Но улыбался он своему. Неожиданно захлестнуло его это чужое воспоминание тоской по дому. Ездил же в командировки, не больно тосковал, а тут почему-то стало невмоготу. И он уж вспомнил недобрым словом заботливую Луизу, подсунувшую ему билет до Штутгарта…
Эта «русская немка» совсем измучила ему душу своими воспоминаниями.
— Извините, можно я на минутку выйду, — бесцеремонно шепнул ей по-русски.
Думал, обидится: разве женщине такое говорят?
Глаза Адель Романовны сделались круглыми, но был в них не испуг, а скорее восторг. Она даже руками всплеснула, что уж никак не вязалось с хваленой немецкой сдержанностью.
— Конечно! — И посмотрела на него так, будто он только что сделал ей совершенно немыслимый комплимент.
Александр еще раньше приметил, что второй выход из ресторана выводит прямо на песчаную отмель, к реке, светлевшей метрах в ста. И он пошел к этому выходу.
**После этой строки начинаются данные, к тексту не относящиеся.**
//! Data sources feeding the alignment core.
//!
//! - `fred`: FRED observations over HTTP
//! - `sample`: deterministic synthetic series for offline runs
//! - `cache`: time-boxed caching decorator for any source

pub mod cache;
pub mod fred;
pub mod sample;

pub use cache::CachedSource;
pub use fred::FredClient;
pub use sample::SyntheticSource;

use crate::domain::RawSeries;
use crate::error::AppError;

/// Anything that can hand back raw observations for a series id.
pub trait SeriesSource {
    /// Short name for logs.
    fn name(&self) -> &str;

    fn fetch_series(&self, series_id: &str) -> Result<RawSeries, AppError>;
}

impl<S: SeriesSource + ?Sized> SeriesSource for &S {
    fn name(&self) -> &str {
        (**self).name()
    }

    fn fetch_series(&self, series_id: &str) -> Result<RawSeries, AppError> {
        (**self).fetch_series(series_id)
    }
}

impl<S: SeriesSource + ?Sized> SeriesSource for Box<S> {
    fn name(&self) -> &str {
        (**self).name()
    }

    fn fetch_series(&self, series_id: &str) -> Result<RawSeries, AppError> {
        (**self).fetch_series(series_id)
    }
}
//! cueclockd service internals
//!
//! Wires together:
//! - Configuration
//! - Store
//! - Table registry
//! - IPC server
//! - Periodic billing tick

mod service;
mod ticker;

pub use service::*;
pub use ticker::*;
У реки тянул слабый, но холодный ветер. Это был Везер — одна из главных рек Западной Германии. Здесь он разливался широким рукавом. На фарватере стояли большие морские суда. Александр походил по берегу, но так нигде и не смог подступиться к самой воде: отлив сказывался и здесь, берег был илистым и грязным.
Вернулся он не скоро. Болезненная тоска по дому переросла в сладкую печаль, и теперь он с нежностью смотрел на эту «русскую немку». Как-никак она была его землячкой. И она любила свою родину, как и он любит. И ее, как и его тоже, детские радости связаны с одними и теми же московскими улицами.